Trichloroethylsilane
- Names: Preferred IUPAC name Trichloro(ethyl)silane

Identifiers
- CAS Number: 115-21-9;
- 3D model (JSmol): Interactive image;
- ChemSpider: 7962;
- ECHA InfoCard: 100.003.702
- PubChem CID: 8260;
- UNII: 6Q81CH0W5Z;
- CompTox Dashboard (EPA): DTXSID7026940 ;

Properties
- Chemical formula: C_{2}H_{5}Cl_{3}Si
- Molar mass: 163.50 g·mol^{−1}

= Trichloroethylsilane =

Trichloroethylsilane is a compound with formula Si(C_{2}H_{5})Cl_{3}.

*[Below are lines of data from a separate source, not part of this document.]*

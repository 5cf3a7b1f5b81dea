//! # MQTT Transport Abstraction
//!
//! [`MqttTransport`] abstracts the reliable byte stream a session runs on.
//! [`Connector`] produces a fresh transport for every connection attempt:
//! it resolves the broker, opens the socket and applies TLS settings.
//!
//! [`TcpConnector`] is the plain TCP implementation on top of `embassy-net`.
//! [`TlsConnector`] runs TLS 1.3 over the same sockets, with credentials
//! looked up by the broker configuration's security tag.

mod tls;

pub use tls::{CipherSuite, TlsConnector, TlsCredentials, TlsTransport};

use crate::config::{AddressFamily, BrokerConfig};
use embassy_net::dns::DnsQueryType;
use embassy_net::tcp::{ConnectError as TcpConnectError, Error as TcpError, TcpSocket};
use embassy_net::{IpAddress, Stack};
use embassy_time::Duration;
use embedded_io_async::Write;
use embedded_tls::TlsError;
use thiserror::Error;

/// A reliable, ordered byte stream carrying MQTT packets.
#[allow(async_fn_in_trait)]
pub trait MqttTransport {
    /// The error type returned by the transport.
    type Error: core::fmt::Debug;

    /// Sends the whole buffer.
    async fn send(&mut self, buf: &[u8]) -> Result<(), Self::Error>;

    /// Receives data into `buf`, returning the number of bytes read.
    ///
    /// `Ok(0)` means the peer closed the stream. The future must be safe to
    /// drop before completion; the session races it against other work.
    async fn recv(&mut self, buf: &mut [u8]) -> Result<usize, Self::Error>;

    /// Tears the connection down without a graceful shutdown.
    fn abort(&mut self) {}
}

/// Opens transports to the broker.
#[allow(async_fn_in_trait)]
pub trait Connector {
    /// The transport produced for one connection.
    type Transport<'c>: MqttTransport
    where
        Self: 'c;

    type Error: core::fmt::Debug;

    /// Resolves the broker address and opens a connection to it.
    async fn connect<'c>(
        &'c mut self,
        broker: &BrokerConfig<'_>,
    ) -> Result<Self::Transport<'c>, Self::Error>;
}

/// Reasons a connector could not open a connection.
#[derive(Debug, Error)]
#[cfg_attr(feature = "defmt", derive(defmt::Format))]
pub enum ConnectError {
    /// The hostname did not resolve to an address of the requested family.
    #[error("broker hostname did not resolve")]
    Resolve,
    /// The TCP handshake failed.
    #[error("tcp connect failed: {0:?}")]
    Tcp(TcpConnectError),
    /// The broker configuration asks for TLS; use a [`TlsConnector`].
    #[error("tls not supported by this connector")]
    TlsUnsupported,
    /// A [`TlsConnector`] was given a broker configuration without TLS.
    #[error("broker configuration has no tls settings")]
    TlsMissing,
    /// Peer verification is required but no credentials are stored under the tag.
    #[error("no credentials for security tag {0}")]
    NoCredentials(u32),
    /// The TLS handshake failed.
    #[error("tls handshake failed: {0:?}")]
    Tls(TlsError),
}

/// TCP transport implementation using `embassy-net`.
pub struct TcpTransport<'a> {
    socket: TcpSocket<'a>,
}

impl<'a> TcpTransport<'a> {
    pub fn new(socket: TcpSocket<'a>) -> Self {
        Self { socket }
    }
}

impl MqttTransport for TcpTransport<'_> {
    type Error = TcpError;

    async fn send(&mut self, buf: &[u8]) -> Result<(), Self::Error> {
        self.socket.write_all(buf).await?;
        // Flush to ensure data is actually sent to the network
        self.socket.flush().await
    }

    async fn recv(&mut self, buf: &mut [u8]) -> Result<usize, Self::Error> {
        self.socket.read(buf).await
    }

    fn abort(&mut self) {
        self.socket.abort();
    }
}

/// Opens plain TCP connections through an `embassy-net` stack.
///
/// The socket buffers live in the connector and are lent to one connection
/// at a time.
pub struct TcpConnector<'d, const RX: usize, const TX: usize> {
    stack: Stack<'d>,
    rx_buffer: [u8; RX],
    tx_buffer: [u8; TX],
    timeout: Option<Duration>,
}

impl<'d, const RX: usize, const TX: usize> TcpConnector<'d, RX, TX> {
    pub fn new(stack: Stack<'d>) -> Self {
        Self {
            stack,
            rx_buffer: [0; RX],
            tx_buffer: [0; TX],
            timeout: None,
        }
    }

    /// Inactivity timeout applied to every socket. The broker keep-alive
    /// should be shorter than this.
    pub fn with_timeout(mut self, timeout: Duration) -> Self {
        self.timeout = Some(timeout);
        self
    }

}

/// Resolves `hostname` and keeps the first address of the wanted family.
async fn resolve(
    stack: Stack<'_>,
    hostname: &str,
    family: AddressFamily,
) -> Result<IpAddress, ConnectError> {
    let query = match family {
        AddressFamily::Ipv4 => DnsQueryType::A,
        AddressFamily::Ipv6 => DnsQueryType::Aaaa,
    };
    let addresses = stack.dns_query(hostname, query).await.map_err(|_e| {
        error!("DNS query for {} failed: {:?}", hostname, _e);
        ConnectError::Resolve
    })?;
    let address = addresses.first().copied().ok_or(ConnectError::Resolve)?;
    debug!("Broker address found: {:?}", address);
    Ok(address)
}

/// Resolves the broker and opens a TCP socket to it over the given buffers.
async fn open_socket<'s>(
    stack: Stack<'s>,
    rx_buffer: &'s mut [u8],
    tx_buffer: &'s mut [u8],
    timeout: Option<Duration>,
    broker: &BrokerConfig<'_>,
) -> Result<TcpSocket<'s>, ConnectError> {
    let address = resolve(stack, broker.hostname, broker.family).await?;

    let mut socket = TcpSocket::new(stack, rx_buffer, tx_buffer);
    socket.set_timeout(timeout);
    if let Err(e) = socket.connect((address, broker.port)).await {
        socket.abort();
        return Err(ConnectError::Tcp(e));
    }
    info!("TCP connected to {}:{}", broker.hostname, broker.port);
    Ok(socket)
}

impl<'d, const RX: usize, const TX: usize> Connector for TcpConnector<'d, RX, TX> {
    type Transport<'c>
        = TcpTransport<'c>
    where
        Self: 'c;

    type Error = ConnectError;

    async fn connect<'c>(
        &'c mut self,
        broker: &BrokerConfig<'_>,
    ) -> Result<TcpTransport<'c>, ConnectError> {
        if broker.tls.is_some() {
            return Err(ConnectError::TlsUnsupported);
        }
        let socket = open_socket(
            self.stack,
            &mut self.rx_buffer,
            &mut self.tx_buffer,
            self.timeout,
            broker,
        )
        .await?;
        Ok(TcpTransport::new(socket))
    }
}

Trichloroethylsilane appears as a colorless fuming liquid with a pungent odor. The compound is highly flammable, corrosive, acutely toxic, and acts as an irritant. It is denser than water, with it's vapors being denser than air. The compound has a flash point of 57 °F (14 °C); and a boiling point of 211.1 °F (99.5 °C).

It is used as a specialized reagent in industrial and academic laboratories. It is also used as a predecessor to synthesize other organosilicon compounds and silicon-based polymers.